'''

//! Transport to the DSP firmware
//!
//! The agent never talks to the firmware directly: every module parameter
//! access goes through a [`Transport`]. Two implementations ship with the
//! crate:
//!
//! - [`DebugFsTransport`] frames accesses as the messages the Linux audio
//!   driver expects on its debugfs control entry
//! - `SimulatedFirmware` (feature `mock-dsp`) answers from an in-memory
//!   firmware image, for demos without hardware
//!
//! # Example
//!
//! ```ignore
//! use dsp_debug_agent::transport::{DebugFsTransport, FileCommandDevice, Transport};
//! use dsp_debug_agent::firmware::{BaseFwParam, ParameterId};
//!
//! let transport = DebugFsTransport::new(FileCommandDevice::default());
//! let reply = transport.query(0, 0, ParameterId::from(BaseFwParam::FwConfig), 2048)?;
//! ```

pub mod debugfs;
pub mod power;
#[cfg(feature = "mock-dsp")]
pub mod simulated;

pub use debugfs::{
    requires_tunneled_access, CommandDevice, DebugFsTransport, FileCommandDevice,
    LargeConfigAccess, LargeConfigCmd, ModuleConfigAccess, ModuleConfigCmd, CORE_POWER_PATH,
    SET_GET_CTRL_PATH,
};
pub use power::{CorePower, CorePowerGuard};
#[cfg(feature = "mock-dsp")]
pub use simulated::{FirmwareImage, SimulatedFirmware};

use crate::error::Result;
use crate::firmware::ParameterId;
use std::sync::Arc;

/// Counters of the accesses made through a transport
#[derive(Debug, Clone, Default, PartialEq, Eq)]
pub struct TransportStats {
    /// Successful parameter reads
    pub queries: u64,
    /// Successful parameter writes
    pub configures: u64,
    /// Accesses the driver rejected or answered with an unusable reply
    pub failures: u64,
    /// Payload bytes received
    pub bytes_received: u64,
}

impl TransportStats {
    pub fn record_query(&mut self, bytes: usize) {
        self.queries += 1;
        self.bytes_received += bytes as u64;
    }

    pub fn record_configure(&mut self) {
        self.configures += 1;
    }

    pub fn record_failure(&mut self) {
        self.failures += 1;
    }

    /// Share of accesses that succeeded, as a percentage
    pub fn success_rate(&self) -> f64 {
        let succeeded = self.queries + self.configures;
        let total = succeeded + self.failures;
        if total == 0 {
            100.0
        } else {
            (succeeded as f64 / total as f64) * 100.0
        }
    }

    /// Reset all counters
    pub fn reset(&mut self) {
        *self = Self::default();
    }
}

/// Channel carrying module parameter accesses to the firmware.
///
/// Implementations are shared between the topology builder and the probe
/// service, so every method takes `&self`.
#[cfg_attr(test, mockall::automock)]
pub trait Transport: Send + Sync {
    /// Read parameter `param` of a module instance.
    ///
    /// `max_reply_size` is the largest reply the caller can make sense of;
    /// the returned buffer may be shorter.
    fn query(
        &self,
        module_id: u16,
        instance_id: u16,
        param: ParameterId,
        max_reply_size: usize,
    ) -> Result<Vec<u8>>;

    /// Write parameter `param` of a module instance
    fn configure(
        &self,
        module_id: u16,
        instance_id: u16,
        param: ParameterId,
        payload: &[u8],
    ) -> Result<()>;

    /// Access counters, when the implementation keeps them
    fn stats(&self) -> TransportStats {
        TransportStats::default()
    }
}

impl<T: Transport + ?Sized> Transport for Box<T> {
    fn query(
        &self,
        module_id: u16,
        instance_id: u16,
        param: ParameterId,
        max_reply_size: usize,
    ) -> Result<Vec<u8>> {
        (**self).query(module_id, instance_id, param, max_reply_size)
    }

    fn configure(
        &self,
        module_id: u16,
        instance_id: u16,
        param: ParameterId,
        payload: &[u8],
    ) -> Result<()> {
        (**self).configure(module_id, instance_id, param, payload)
    }

    fn stats(&self) -> TransportStats {
        (**self).stats()
    }
}

impl<T: Transport + ?Sized> Transport for Arc<T> {
    fn query(
        &self,
        module_id: u16,
        instance_id: u16,
        param: ParameterId,
        max_reply_size: usize,
    ) -> Result<Vec<u8>> {
        (**self).query(module_id, instance_id, param, max_reply_size)
    }

    fn configure(
        &self,
        module_id: u16,
        instance_id: u16,
        param: ParameterId,
        payload: &[u8],
    ) -> Result<()> {
        (**self).configure(module_id, instance_id, param, payload)
    }

    fn stats(&self) -> TransportStats {
        (**self).stats()
    }
}
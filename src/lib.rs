//! # dsp-debug-agent: host-side debug agent for audio DSP firmware
//!
//! The agent talks to the firmware through module parameter accesses. On top
//! of that channel it reads the firmware and hardware configuration, lists
//! module types, pipelines, schedulers and gateways, rebuilds the audio
//! topology as a graph, and drives probes that extract or inject audio at
//! any module pin.
//!
//! ## Architecture
//!
//! - **Codec** (`codec`): little-endian stream reader and writer plus the
//!   `Streamable` trait every firmware structure implements
//! - **TLV** (`tlv`): dictionary-driven unpacking of tag-length-value lists
//! - **Firmware** (`firmware`): the firmware data model and its wire layout
//! - **Transport** (`transport`): the module parameter access channel
//! - **Handler** (`handler`): typed queries against the base firmware
//! - **Perf** (`perf`): performance reports with per-instance KCPS budgets
//! - **Topology** (`topology`): links between module instances, rebuilt
//!   from pipeline and scheduler listings
//! - **Probe** (`probe`): probe session state machine and streaming workers
//!
//! ## Configuration
//!
//! Settings are read from `agent.toml` in the platform configuration
//! directory under `dsp-debug-agent`:
//!
//! - **Linux**: `~/.config/dsp-debug-agent/`
//! - **macOS**: `~/Library/Application Support/dsp-debug-agent/`
//! - **Windows**: `%APPDATA%\dsp-debug-agent\`
//!
//! ## Example
//!
//! ```ignore
//! use dsp_debug_agent::{
//!     config::AgentConfig,
//!     handler::ModuleHandler,
//!     topology::{SharedTopology, TopologyBuilder},
//!     transport::{DebugFsTransport, FileCommandDevice},
//! };
//!
//! let config = AgentConfig::load_or_default();
//! let handler = ModuleHandler::new(DebugFsTransport::new(FileCommandDevice::default()))?;
//!
//! let topology = SharedTopology::default();
//! let snapshot = topology.rebuild(&TopologyBuilder::new(&handler))?;
//! for link in &snapshot.links {
//!     println!("{}", link);
//! }
//! ```

pub mod codec;
pub mod config;
pub mod error;
pub mod firmware;
pub mod handler;
pub mod perf;
pub mod probe;
pub mod tlv;
pub mod topology;
pub mod transport;

pub use error::{AgentError, Result};
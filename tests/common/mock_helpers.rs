//! Fake firmware and fake probe driver

use super::builders::FirmwareSample;
use crossbeam_channel::{unbounded, Receiver, RecvTimeoutError, Sender};
use dsp_debug_agent::codec::{encode, ByteStreamWriter, FirmwareEnum};
use dsp_debug_agent::firmware::config::write_tlv;
use dsp_debug_agent::firmware::{
    BaseFwParam, BaseModuleParam, CompoundModuleId, FwConfigTag, GatewaysInfo, HwConfigTag,
    ModulesInfo, ParameterId, PipelinesListInfo,
};
use dsp_debug_agent::probe::driver::ChannelKind;
use dsp_debug_agent::probe::{
    ChannelId, ExtractionSource, InjectionSink, ProbeConfig, ProbeDriver, ProbeError, ProbeResult,
    ProbeState,
};
use dsp_debug_agent::transport::{Transport, TransportStats};
use dsp_debug_agent::{AgentError, Result};
use std::collections::{BTreeMap, HashMap};
use std::sync::{Arc, Mutex};
use std::time::Duration;

/// [`Transport`] serving a [`FirmwareSample`].
///
/// Base firmware parameters can be made to fail with [`FakeFirmware::fail`].
pub struct FakeFirmware {
    sample: FirmwareSample,
    failing: Mutex<Vec<BaseFwParam>>,
    parameters: Mutex<HashMap<(u16, u16, u32), Vec<u8>>>,
    stats: Mutex<TransportStats>,
}

impl FakeFirmware {
    pub fn new(sample: FirmwareSample) -> Self {
        Self {
            sample,
            failing: Mutex::new(Vec::new()),
            parameters: Mutex::new(HashMap::new()),
            stats: Mutex::new(TransportStats::default()),
        }
    }

    pub fn sample(&self) -> &FirmwareSample {
        &self.sample
    }

    /// Make every later query of `param` fail
    pub fn fail(&self, param: BaseFwParam) {
        self.failing.lock().unwrap().push(param);
    }

    pub fn heal(&self) {
        self.failing.lock().unwrap().clear();
    }

    fn fw_config_tlv(&self) -> Vec<u8> {
        let sample = &self.sample;
        let mut writer = ByteStreamWriter::new();
        write_tlv(&mut writer, FwConfigTag::FwVersion.to_raw(), &sample.fw_version);
        write_tlv(
            &mut writer,
            FwConfigTag::ModulesCount.to_raw(),
            &(sample.modules.len() as u32),
        );
        write_tlv(&mut writer, FwConfigTag::MaxPplCount.to_raw(), &sample.max_ppl_count);
        write_tlv(
            &mut writer,
            FwConfigTag::MaxModInstCount.to_raw(),
            &sample.max_mod_inst_count,
        );
        writer.into_inner()
    }

    fn hw_config_tlv(&self) -> Vec<u8> {
        let mut writer = ByteStreamWriter::new();
        write_tlv(&mut writer, HwConfigTag::DspCores.to_raw(), &self.sample.dsp_core_count);
        write_tlv(
            &mut writer,
            HwConfigTag::GatewayCount.to_raw(),
            &(self.sample.gateways.len() as u32),
        );
        writer.into_inner()
    }

    fn base_fw_reply(&self, param: ParameterId) -> Result<Vec<u8>> {
        let base = BaseFwParam::from_raw(param.type_tag());
        if self.failing.lock().unwrap().contains(&base) {
            return Err(AgentError::Transport(format!("injected failure on {}", base)));
        }

        let sample = &self.sample;
        match base {
            BaseFwParam::FwConfig => Ok(self.fw_config_tlv()),
            BaseFwParam::HwConfigGet => Ok(self.hw_config_tlv()),
            BaseFwParam::ModulesInfoGet => Ok(encode(&ModulesInfo {
                modules: sample.modules.clone(),
            })),
            BaseFwParam::PipelineListInfoGet => Ok(encode(&PipelinesListInfo {
                ppl_ids: sample.pipelines.iter().map(|ppl| ppl.id).collect(),
            })),
            BaseFwParam::PipelinePropsGet => sample
                .pipelines
                .iter()
                .find(|ppl| ppl.id == param.sub_id())
                .map(encode)
                .ok_or_else(|| AgentError::Transport("unknown pipeline".to_string())),
            BaseFwParam::SchedulersInfoGet => sample
                .schedulers
                .get(param.sub_id() as usize)
                .map(encode)
                .ok_or_else(|| AgentError::Transport("unknown core".to_string())),
            BaseFwParam::GatewaysInfoGet => Ok(encode(&GatewaysInfo {
                gateways: sample.gateways.clone(),
            })),
            _ => self.stored(0, 0, param),
        }
    }

    fn stored(&self, module_id: u16, instance_id: u16, param: ParameterId) -> Result<Vec<u8>> {
        self.parameters
            .lock()
            .unwrap()
            .get(&(module_id, instance_id, param.0))
            .cloned()
            .ok_or_else(|| AgentError::Transport(format!("no parameter {}", param)))
    }
}

impl Transport for FakeFirmware {
    fn query(
        &self,
        module_id: u16,
        instance_id: u16,
        param: ParameterId,
        max_reply_size: usize,
    ) -> Result<Vec<u8>> {
        let result = if module_id == 0 && instance_id == 0 {
            self.base_fw_reply(param)
        } else if param == BaseModuleParam::ModInstProps.into() {
            self.sample
                .instance(CompoundModuleId::new(module_id, instance_id))
                .map(encode)
                .ok_or_else(|| AgentError::Transport("unknown instance".to_string()))
        } else {
            self.stored(module_id, instance_id, param)
        };

        let mut stats = self.stats.lock().unwrap();
        match &result {
            Ok(reply) => stats.record_query(reply.len()),
            Err(_) => stats.record_failure(),
        }
        result.map(|mut reply| {
            reply.truncate(max_reply_size);
            reply
        })
    }

    fn configure(
        &self,
        module_id: u16,
        instance_id: u16,
        param: ParameterId,
        payload: &[u8],
    ) -> Result<()> {
        self.parameters
            .lock()
            .unwrap()
            .insert((module_id, instance_id, param.0), payload.to_vec());
        self.stats.lock().unwrap().record_configure();
        Ok(())
    }

    fn stats(&self) -> TransportStats {
        self.stats.lock().unwrap().clone()
    }
}

/// What the fake driver saw
#[derive(Debug)]
pub struct DriverLog {
    pub state: ProbeState,
    pub transitions: Vec<(ProbeState, ProbeState)>,
    pub channel_writes: Vec<(ChannelKind, ChannelId, ProbeConfig)>,
    /// Bytes written to each injection sink, prefill included
    pub injected: BTreeMap<ChannelId, Vec<u8>>,
}

/// Test side of a [`FakeProbeDriver`]
#[derive(Clone)]
pub struct FakeDriverHandle {
    pub log: Arc<Mutex<DriverLog>>,
    /// Chunks of the extraction stream; dropping every sender ends it
    pub stream: Sender<Vec<u8>>,
}

impl FakeDriverHandle {
    pub fn state(&self) -> ProbeState {
        self.log.lock().unwrap().state
    }

    pub fn injected(&self, channel: ChannelId) -> Vec<u8> {
        self.log
            .lock()
            .unwrap()
            .injected
            .get(&channel)
            .cloned()
            .unwrap_or_default()
    }
}

/// [`ProbeDriver`] keeping its state in memory.
///
/// Injection sinks hold 8 bytes and free 8 bytes on every wait.
pub struct FakeProbeDriver {
    max_extraction: usize,
    max_injection: usize,
    log: Arc<Mutex<DriverLog>>,
    stream: Receiver<Vec<u8>>,
    fail_entering: Option<ProbeState>,
}

pub const FAKE_SINK_SIZE: usize = 8;

impl FakeProbeDriver {
    pub fn new(max_extraction: usize, max_injection: usize) -> (Self, FakeDriverHandle) {
        let (tx, rx) = unbounded();
        let log = Arc::new(Mutex::new(DriverLog {
            state: ProbeState::Idle,
            transitions: Vec::new(),
            channel_writes: Vec::new(),
            injected: BTreeMap::new(),
        }));
        let driver = Self {
            max_extraction,
            max_injection,
            log: Arc::clone(&log),
            stream: rx,
            fail_entering: None,
        };
        (driver, FakeDriverHandle { log, stream: tx })
    }

    /// Reject every transition into `state`
    pub fn failing_on(mut self, state: ProbeState) -> Self {
        self.fail_entering = Some(state);
        self
    }
}

impl ProbeDriver for FakeProbeDriver {
    fn max_extraction_channels(&self) -> usize {
        self.max_extraction
    }

    fn max_injection_channels(&self) -> usize {
        self.max_injection
    }

    fn state(&self) -> ProbeResult<ProbeState> {
        Ok(self.log.lock().unwrap().state)
    }

    fn set_state(&mut self, from: ProbeState, to: ProbeState) -> ProbeResult<()> {
        if self.fail_entering == Some(to) {
            return Err(ProbeError::driver(format!("cannot enter {}", to)));
        }
        let mut log = self.log.lock().unwrap();
        assert_eq!(log.state, from, "transition from a state the driver is not in");
        log.state = to;
        log.transitions.push((from, to));
        Ok(())
    }

    fn write_channel(
        &mut self,
        kind: ChannelKind,
        channel: ChannelId,
        config: &ProbeConfig,
    ) -> ProbeResult<()> {
        self.log
            .lock()
            .unwrap()
            .channel_writes
            .push((kind, channel, *config));
        Ok(())
    }

    fn open_extraction(&mut self) -> ProbeResult<Box<dyn ExtractionSource>> {
        Ok(Box::new(FakeSource {
            stream: self.stream.clone(),
        }))
    }

    fn open_injection(&mut self, channel: ChannelId) -> ProbeResult<Box<dyn InjectionSink>> {
        Ok(Box::new(FakeSink {
            channel,
            log: Arc::clone(&self.log),
        }))
    }
}

struct FakeSource {
    stream: Receiver<Vec<u8>>,
}

impl ExtractionSource for FakeSource {
    fn read_chunk(&mut self, timeout: Duration) -> ProbeResult<Option<Vec<u8>>> {
        match self.stream.recv_timeout(timeout) {
            Ok(chunk) => Ok(Some(chunk)),
            Err(RecvTimeoutError::Timeout) => Ok(Some(Vec::new())),
            Err(RecvTimeoutError::Disconnected) => Ok(None),
        }
    }
}

struct FakeSink {
    channel: ChannelId,
    log: Arc<Mutex<DriverLog>>,
}

impl InjectionSink for FakeSink {
    fn size(&self) -> usize {
        FAKE_SINK_SIZE
    }

    fn wait_available(&mut self, timeout: Duration) -> ProbeResult<usize> {
        std::thread::sleep(timeout);
        Ok(FAKE_SINK_SIZE)
    }

    fn write(&mut self, data: &[u8]) -> ProbeResult<()> {
        self.log
            .lock()
            .unwrap()
            .injected
            .entry(self.channel)
            .or_default()
            .extend_from_slice(data);
        Ok(())
    }
}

'''

#### WHAT TO WORK ON
Restate the data word for word. Begin at its first line, end at the line that contains "the Linux audio", and include both.

#### RESULT OF THE EXERCISE
//! Transport to the DSP firmware
//!
//! The agent never talks to the firmware directly: every module parameter
//! access goes through a [`Transport`]. Two implementations ship with the
//! crate:
//!
//! - [`DebugFsTransport`] frames accesses as the messages the Linux audio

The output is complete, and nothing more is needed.